Bu mektup, meyan şeyh Bediuddîn’e yazılmıştır. Kurân-ı Kerîmdeki muhkem ve müteşâbih olan âyet-i kerimeleri bildirmektedir:
Âlemlerin rabbi olan Allahü teâlâya hamd olsun! Peygamberlerin en üstünü olan Muhammed aleyhisselâma “aleyhi ve aleyhim ve alâ Âlihi ve Ashâbihittayyipinettahirin ecma’în” salât ve selâm olsun! Allahü teâlâ, bizi ve sizi ilimde rasih olanlardan eylesin!

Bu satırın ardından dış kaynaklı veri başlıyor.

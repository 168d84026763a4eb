//! ADC battery voltage reader, wired to [`badge_core::hal::BatteryMonitor`].
//!
//! Grounded on the teacher's `board.rs`: a blocking read taken in a tight
//! loop and folded into one value, the same shape as `board.rs`'s
//! per-column `i2c.read` loop folded into a `BitBoard`, here folded into
//! [`badge_core::battery::average_raw`] instead of bit-shifted columns.

use badge_core::battery::{average_raw, voltage_to_percent, SAMPLE_COUNT};
use badge_core::hal::BatteryMonitor;
use esp_idf_hal::adc::oneshot::{AdcChannelDriver, AdcDriver};
use esp_idf_hal::adc::ADC1;
use esp_idf_hal::gpio::ADCPin;

/// Millivolts per ADC-to-percent calibration unit; the raw-to-voltage slope
/// is board-specific, so it stays in `firmware` rather than `badge-core`.
const ADC_REFERENCE_MV: u32 = 3300;
const ADC_MAX_READING: u32 = 4095;

/// The channel driver borrows the ADC driver it reads through, so the ADC
/// driver is leaked to `'static` rather than co-owned in this struct — the
/// battery task (and the driver) lives for the whole program anyway, and
/// this avoids a self-referential struct across the thread-spawn boundary.
pub struct AdcBatteryMonitor<P: ADCPin<Adc = ADC1>> {
    channel: AdcChannelDriver<'static, P, &'static AdcDriver<'static, ADC1>>,
    is_charging: bool,
}

impl<P: ADCPin<Adc = ADC1>> AdcBatteryMonitor<P> {
    pub fn new(adc: AdcDriver<'static, ADC1>, pin: P) -> anyhow::Result<Self> {
        let adc: &'static AdcDriver<'static, ADC1> = Box::leak(Box::new(adc));
        let channel = AdcChannelDriver::new(
            adc,
            pin,
            &esp_idf_hal::adc::oneshot::config::AdcChannelConfig::new(),
        )?;
        Ok(Self {
            channel,
            is_charging: false,
        })
    }

    fn read_once(&mut self) -> anyhow::Result<u16> {
        Ok(self.channel.read()?)
    }
}

impl<P: ADCPin<Adc = ADC1>> BatteryMonitor for AdcBatteryMonitor<P> {
    fn voltage_mv(&mut self) -> anyhow::Result<u16> {
        let mut samples = [0u16; SAMPLE_COUNT];
        for sample in samples.iter_mut() {
            *sample = self.read_once()?;
        }
        let raw = average_raw(&samples);
        let mv = raw * ADC_REFERENCE_MV / ADC_MAX_READING;
        Ok(mv as u16)
    }

    fn is_charging(&mut self) -> anyhow::Result<bool> {
        Ok(self.is_charging)
    }
}

/// Converts a read `voltage_mv()` to the percent `badge-core` stores;
/// kept here rather than in the trait so `badge-core` owns the curve and
/// `firmware` only supplies millivolts, per `spec.md` §4.4.
pub fn mv_to_percent(mv: u16) -> u8 {
    voltage_to_percent(mv as f32 / 1000.0)
}
//! HTTP game-client request queue and wire DTOs.
//!
//! Grounded on `spec.md` §4.11 and `firmware/src/request.rs`'s `Requester`
//! abstraction (kept here as [`crate::hal::HttpTransport`]). The queue is a
//! plain `Vec`-backed, capacity-3, dedup-by-(method,kind) structure; dispatch
//! timing (Wi-Fi up, 100 ms poll, 12 s timeout) is the caller's
//! responsibility since it needs the `wifi` state machine and a real sleep.

use serde::{Deserialize, Serialize};
use thiserror::Error;

use crate::heartbeat::GameColor;
use crate::identity::BadgeType;
use crate::stats::BadgeStats;
use crate::time::Tick;

pub const REQUEST_QUEUE_CAPACITY: usize = 3;
pub const WIFI_TIMEOUT_MS: u32 = 12_000;
pub const HTTP_TIMEOUT_MS: u32 = 10_000;

#[derive(Debug, Clone, Copy, PartialEq, Eq)]
pub enum Method {
    Get,
    Post,
}

#[derive(Debug, Clone, Copy, PartialEq, Eq, Hash)]
pub enum RequestKind {
    Heartbeat,
    OtaCheck,
    NetworkTest,
}

#[derive(Debug, Clone, PartialEq)]
pub struct QueuedRequest {
    pub method: Method,
    pub kind: RequestKind,
    pub send_at: Tick,
    pub expire_at: Tick,
    pub body: Vec<u8>,
}

#[derive(Debug, Error, PartialEq, Eq)]
pub enum QueueError {
    #[error("request queue is full")]
    Full,
}

/// Capacity-`REQUEST_QUEUE_CAPACITY` queue of pending HTTP requests, deduped
/// by `(method, kind)`.
#[derive(Default)]
pub struct RequestQueue {
    items: Vec<QueuedRequest>,
}

impl RequestQueue {
    pub fn new() -> Self {
        Self::default()
    }

    pub fn len(&self) -> usize {
        self.items.len()
    }

    pub fn is_empty(&self) -> bool {
        self.items.is_empty()
    }

    /// Enqueues a request. If one with the same `(method, kind)` already
    /// exists, its body and timing are overwritten in place; otherwise it is
    /// appended if capacity remains.
    pub fn enqueue(&mut self, request: QueuedRequest) -> Result<(), QueueError> {
        if let Some(existing) = self
            .items
            .iter_mut()
            .find(|item| item.method == request.method && item.kind == request.kind)
        {
            *existing = request;
            return Ok(());
        }

        if self.items.len() >= REQUEST_QUEUE_CAPACITY {
            return Err(QueueError::Full);
        }

        self.items.push(request);
        Ok(())
    }

    /// Drops every item whose `expire_at` has already passed.
    pub fn expire(&mut self, now: Tick) {
        self.items.retain(|item| !crate::time::expired(now, item.expire_at));
    }

    /// The item with the soonest `send_at`, if any.
    pub fn next_send_at(&self) -> Option<Tick> {
        self.items.iter().map(|item| item.send_at).min()
    }

    /// Takes every queued item in send-order, emptying the queue (step 5/6
    /// of the dispatch sequence: issue everything, then drain).
    pub fn drain_in_order(&mut self) -> Vec<QueuedRequest> {
        self.items.sort_by_key(|item| item.send_at);
        std::mem::take(&mut self.items)
    }
}

// --- Heartbeat wire body -----------------------------------------------

#[derive(Debug, Clone, Serialize, Deserialize)]
pub struct WirePeerReport {
    pub uuid: String,
    #[serde(rename = "peakRssi")]
    pub peak_rssi: i16,
    #[serde(rename = "eventUuid")]
    pub event_uuid: String,
}

#[derive(Debug, Clone, Serialize, Deserialize)]
pub struct WireStats {
    #[serde(rename = "powerOnCount")]
    pub power_on_count: u32,
    #[serde(rename = "touchCount")]
    pub touch_count: u32,
    #[serde(rename = "touchCommandCount")]
    pub touch_command_count: u32,
    #[serde(rename = "ledCycleCount")]
    pub led_cycle_count: u32,
    #[serde(rename = "batteryCheckCount")]
    pub battery_check_count: u32,
    #[serde(rename = "bleEnableCount")]
    pub ble_enable_count: u32,
    #[serde(rename = "bleDisableCount")]
    pub ble_disable_count: u32,
    #[serde(rename = "bleSequenceTransferCount")]
    pub ble_sequence_transfer_count: u32,
    #[serde(rename = "bleSettingsTransferCount")]
    pub ble_settings_transfer_count: u32,
    #[serde(rename = "uartInputCount")]
    pub uart_input_count: u32,
    #[serde(rename = "networkTestCount")]
    pub network_test_count: u32,
    #[serde(rename = "batteryPercent")]
    pub battery_percent: u8,
    #[serde(rename = "timestamp")]
    pub unix_seconds: u64,
}

impl WireStats {
    pub fn from_stats(stats: &BadgeStats, battery_percent: u8, unix_seconds: u64) -> Self {
        Self {
            power_on_count: stats.power_on_count,
            touch_count: stats.touch_count,
            touch_command_count: stats.touch_command_count,
            led_cycle_count: stats.led_cycle_count,
            battery_check_count: stats.battery_check_count,
            ble_enable_count: stats.ble_enable_count,
            ble_disable_count: stats.ble_disable_count,
            ble_sequence_transfer_count: stats.ble_sequence_transfer_count,
            ble_settings_transfer_count: stats.ble_settings_transfer_count,
            uart_input_count: stats.uart_input_count,
            network_test_count: stats.network_test_count,
            battery_percent,
            unix_seconds,
        }
    }
}

/// Constant echoed by the badge in every heartbeat body; the server uses it
/// to distinguish firmware-originated requests from other API clients.
pub const PROVISION_KEY: &str = "badge-core-v1";

/// Field order matches `spec.md` §4.11's fixed wire shape exactly: uuid,
/// key, provisionKey, peerReport, enrolledEvent, badgeRequestTime,
/// badgeType, songs, stats.
#[derive(Debug, Clone, Serialize, Deserialize)]
pub struct HeartbeatBody {
    pub uuid: String,
    pub key: String,
    #[serde(rename = "provisionKey")]
    pub provision_key: String,
    #[serde(rename = "peerReport")]
    pub peer_report: Vec<WirePeerReport>,
    #[serde(rename = "enrolledEvent")]
    pub enrolled_event: String,
    #[serde(rename = "badgeRequestTime")]
    pub badge_request_time: Tick,
    #[serde(rename = "badgeType")]
    pub badge_type: u8,
    pub songs: Vec<u8>,
    pub stats: WireStats,
}

impl HeartbeatBody {
    pub fn song_indices_from_bits(song_unlocked_bits: u16) -> Vec<u8> {
        (0..16)
            .filter(|bit| song_unlocked_bits & (1 << bit) != 0)
            .map(|bit| bit as u8 + 1)
            .collect()
    }
}

/// Raw wire shape of a heartbeat response, per `spec.md` §6 and
/// `original_source/main/src/HTTPGameClient.c`'s `_ParseJsonResponseString`:
/// `stones`/`songs` travel as arrays of 1-based indices (ORed into
/// bitfields on receipt), not as bitfields themselves; a missing `event`
/// object means "not in an event".
#[derive(Debug, Clone, Deserialize)]
pub struct WireHeartbeatResponse {
    #[serde(default)]
    pub stones: Vec<i64>,
    #[serde(default)]
    pub songs: Vec<i64>,
    pub event: Option<WireEvent>,
    #[serde(rename = "serverResponseTime")]
    pub server_response_time: Option<WireServerTime>,
}

#[derive(Debug, Clone, Deserialize)]
pub struct WireEvent {
    pub event: Option<String>,
    #[serde(rename = "stoneColor")]
    pub stone_color: Option<i64>,
    pub power: Option<f64>,
    #[serde(rename = "msRemaining")]
    pub ms_remaining: Option<u32>,
}

#[derive(Debug, Clone, Deserialize)]
pub struct WireServerTime {
    pub tv_sec: i64,
    #[serde(default)]
    pub tv_nsec: i64,
}

/// Bit width of `song_unlocked_bits`; indices outside `1..=16` are dropped
/// rather than rejecting the whole response (matches the original's
/// per-index range check in `_ParseJsonResponseString`).
const MAX_SONG_BIT_INDEX: i64 = 16;

impl WireHeartbeatResponse {
    /// Converts the wire shape into the in-memory `HeartBeatResponse`,
    /// OR-ing `stones`/`songs` indices into bitfields per `spec.md` §6.
    /// Out-of-range indices are dropped, matching the original's `ESP_LOGE`
    /// + skip behavior rather than failing the whole parse.
    pub fn into_response(self) -> crate::heartbeat::HeartBeatResponse {
        let mut stone_bits: u8 = 0;
        for index in &self.stones {
            if *index > 0 && (*index as usize) <= crate::heartbeat::NUM_GAME_COLORS {
                stone_bits |= 1 << (*index - 1);
            }
        }

        let mut song_unlocked_bits: u16 = 0;
        for index in &self.songs {
            if *index > 0 && *index <= MAX_SONG_BIT_INDEX {
                song_unlocked_bits |= 1 << (*index - 1);
            }
        }

        let event = match self.event {
            Some(wire_event) => crate::heartbeat::GameEventData {
                event_id_b64: wire_event.event.unwrap_or_default(),
                color: wire_event
                    .stone_color
                    .map(|c| GameColor::from_index(c - 1))
                    .unwrap_or_default(),
                power_level: wire_event.power.unwrap_or(0.0) as u8,
                ms_remaining: wire_event.ms_remaining.unwrap_or(0),
            },
            None => crate::heartbeat::GameEventData::default(),
        };

        let server_time_unix_s = self
            .server_response_time
            .map(|t| t.tv_sec.max(0) as u64)
            .unwrap_or(0);

        crate::heartbeat::HeartBeatResponse {
            status: crate::heartbeat::GameStatusData {
                stone_bits,
                song_unlocked_bits,
            },
            event,
            server_time_unix_s,
        }
    }
}

/// Sets the system clock's offset from a measured request round trip,
/// adjusting the server's reported time by half the measured round-trip
/// time to estimate the time at which the server actually produced the
/// response.
pub fn adjust_server_time_for_rtt(server_time_unix_s: u64, rtt_ms: u32) -> u64 {
    server_time_unix_s + (rtt_ms / 2 / 1000) as u64
}

pub fn badge_type_wire_value(badge_type: BadgeType) -> u8 {
    badge_type as u8
}

#[cfg(test)]
mod tests {
    use super::*;

    fn sample_request(kind: RequestKind, send_at: Tick) -> QueuedRequest {
        QueuedRequest {
            method: Method::Post,
            kind,
            send_at,
            expire_at: send_at + 60_000,
            body: vec![],
        }
    }

    #[test]
    fn enqueue_dedups_by_method_and_kind() {
        let mut queue = RequestQueue::new();
        queue.enqueue(sample_request(RequestKind::Heartbeat, 1_000)).unwrap();
        queue.enqueue(sample_request(RequestKind::Heartbeat, 2_000)).unwrap();
        assert_eq!(queue.len(), 1);
        assert_eq!(queue.next_send_at(), Some(2_000));
    }

    #[test]
    fn enqueue_rejects_when_full_and_distinct() {
        let mut queue = RequestQueue::new();
        queue.enqueue(sample_request(RequestKind::Heartbeat, 0)).unwrap();
        queue.enqueue(sample_request(RequestKind::OtaCheck, 0)).unwrap();
        queue.enqueue(sample_request(RequestKind::NetworkTest, 0)).unwrap();
        let err = queue
            .enqueue(QueuedRequest {
                method: Method::Get,
                kind: RequestKind::Heartbeat,
                send_at: 0,
                expire_at: 0,
                body: vec![],
            })
            .unwrap_err();
        assert_eq!(err, QueueError::Full);
    }

    #[test]
    fn expire_drops_only_past_deadline_items() {
        let mut queue = RequestQueue::new();
        queue.enqueue(sample_request(RequestKind::Heartbeat, 0)).unwrap();
        queue.expire(100_000);
        assert!(queue.is_empty());
    }

    #[test]
    fn drain_in_order_empties_queue_and_sorts_by_send_at() {
        let mut queue = RequestQueue::new();
        queue.enqueue(sample_request(RequestKind::OtaCheck, 5_000)).unwrap();
        queue.enqueue(sample_request(RequestKind::Heartbeat, 1_000)).unwrap();
        let drained = queue.drain_in_order();
        assert_eq!(drained[0].kind, RequestKind::Heartbeat);
        assert!(queue.is_empty());
    }

    #[test]
    fn song_indices_are_one_based() {
        let indices = HeartbeatBody::song_indices_from_bits(0b101);
        assert_eq!(indices, vec![1, 3]);
    }

    #[test]
    fn wire_heartbeat_response_ors_stone_and_song_indices_into_bitfields() {
        let json = r#"{
            "stones": [1, 3],
            "songs": [1, 3],
            "event": {"event": "EBESExQVFhc=", "stoneColor": 2, "power": 2.0, "msRemaining": 9000},
            "serverResponseTime": {"tv_sec": 1700000000, "tv_nsec": 500000000}
        }"#;
        let wire: WireHeartbeatResponse = serde_json::from_str(json).unwrap();
        let response = wire.into_response();
        assert_eq!(response.status.stone_bits, 0b101);
        assert_eq!(response.status.song_unlocked_bits, 0b101);
        assert_eq!(response.event.event_id_b64, "EBESExQVFhc=");
        assert_eq!(response.event.color, GameColor::Yellow);
        assert_eq!(response.event.power_level, 2);
        assert_eq!(response.event.ms_remaining, 9000);
        assert_eq!(response.server_time_unix_s, 1_700_000_000);
    }

    #[test]
    fn wire_heartbeat_response_missing_event_is_blank() {
        let json = r#"{"stones": [], "songs": []}"#;
        let wire: WireHeartbeatResponse = serde_json::from_str(json).unwrap();
        let response = wire.into_response();
        assert!(response.event.is_blank());
    }

    #[test]
    fn out_of_range_stone_index_is_dropped() {
        let json = r#"{"stones": [0, 7, 2], "songs": []}"#;
        let wire: WireHeartbeatResponse = serde_json::from_str(json).unwrap();
        let response = wire.into_response();
        assert_eq!(response.status.stone_bits, 0b010);
    }

    #[test]
    fn heartbeat_body_serializes_with_fixed_field_order() {
        let body = HeartbeatBody {
            uuid: "id".into(),
            key: "key".into(),
            provision_key: PROVISION_KEY.into(),
            peer_report: vec![],
            enrolled_event: "".into(),
            badge_request_time: 0,
            badge_type: 1,
            songs: vec![],
            stats: WireStats::from_stats(&BadgeStats::default(), 80, 0),
        };
        let json = serde_json::to_string(&body).unwrap();
        let uuid_pos = json.find("\"uuid\"").unwrap();
        let key_pos = json.find("\"key\"").unwrap();
        let provision_pos = json.find("\"provisionKey\"").unwrap();
        assert!(uuid_pos < key_pos);
        assert!(key_pos < provision_pos);
    }
}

Kardeşim! Allahü teâlâ, kendi kitabını ikiye ayırttı. (Muhkemat) ve (Müteşâbihat). Bunlardan birincisi, İslamiyet bilgilerinin ve ahkâminın kaynağıdır. İkincisi, hakikatlerin ve sırların hazinesidir. El, yüz, ayak, baldır, parmaklar ve parmak uçları, Kurân-ı Kerîmde ve hadis-i şeriflerde yazılıdır. Bunların hepsi, müteşâbihattandır. Bunlar gibi, Kurân-ı Kerîmdeki surelerin başında bulunan harfler de müteşâbihattandır. Bunların ne demek olduğu, yalnız (ulema-i rasihin) denilen büyüklere bildirilmiştir. Âyet-i kerimedeki (El) kelimesinin, kudret demek olduğunu ve (Yüz) kelimesinin Zât demek olduğunu sanmayınız! Bunlar çok gizli, derin bilgilerdir. En yüksek olanlara bildirilmiştir. Surelerin başındaki (Huruf-i mukattaat) denilen harfler ile ne bildirildiği nasıl anlatılabilir? Çünkü bunların her harfi, âşık ile maşuk arasındaki gizli esrarın denizleridir. Sevenle sevgilinin ince işaretlerinden örtülü birer işarettir. Muhkemat, her ne kadar Kurân-ı Kerîmin temelleridir. Fakat, bunların meyveleri ve neticeleri olan müteşâbihat, Kurân-ı Kerîmin maksatları, gayeleridir. Temel, binayı tutmaktan başka bir şeye yaramaz. Neticeleri, meyveleri elde etmek için vasıtadan başka bir şey değildir. Bundan dolayı, Kurân-ı Kerîmin özü müteşâbihattır. Kurân-ı Kerîmdeki muhkemat ise, bu özün, bu çekirdeğin kabuğudur. Müteşâbihat, şifre ile işaret ile aslı, özü bildiriyor. Ulûhiyyet mertebesinin inceliklerini haber veriyor. Muhkemat böyle değildir. Müteşâbihat, hakikatlerdir. Muhkemat ise, müteşâbihatın yanında, o hakikatlerin sûretleri, görünüşleridir. Kurân-ı Kerîmdeki bilgilerin özü ile kabuğunu ve hakikati ile sûretini birlikte elde edebilen âlime (Âlim-i rasih) denir. Zâhir âlimleri, bu ilimlerin yalnız kabuğunu öğrenirler. Yalnız muhkematı bilirler. (Ulema-i rasihin) ise, muhkemat bilgilerini elde ettikten sonra, müteşâbihat ile ne denilmek istenildiğini anlarlar. Sûret ile hakikati, yani muhkem ile müteşâbihi birleştirirler. Fakat, muhkematı öğrenmeden ve muhkematın emirlerini ve yasaklarını yapmadan, müteşâbihate mânâ vermeye kalkışan ve sûreti bırakarak hakikati arıyan kimse, cahildir, hem de kendi cehaletini anlamayan kara cahildir. Doğru yoldan çıkmıştır da, kendi sapıklığından haberi yoktur. Bu dünyada sûret ile hakikatin bir arada bulunduğunu bilmiyor. Bu dünya durdukça, hiçbir hakikat, sûretten ve şekilden ayrılmaz.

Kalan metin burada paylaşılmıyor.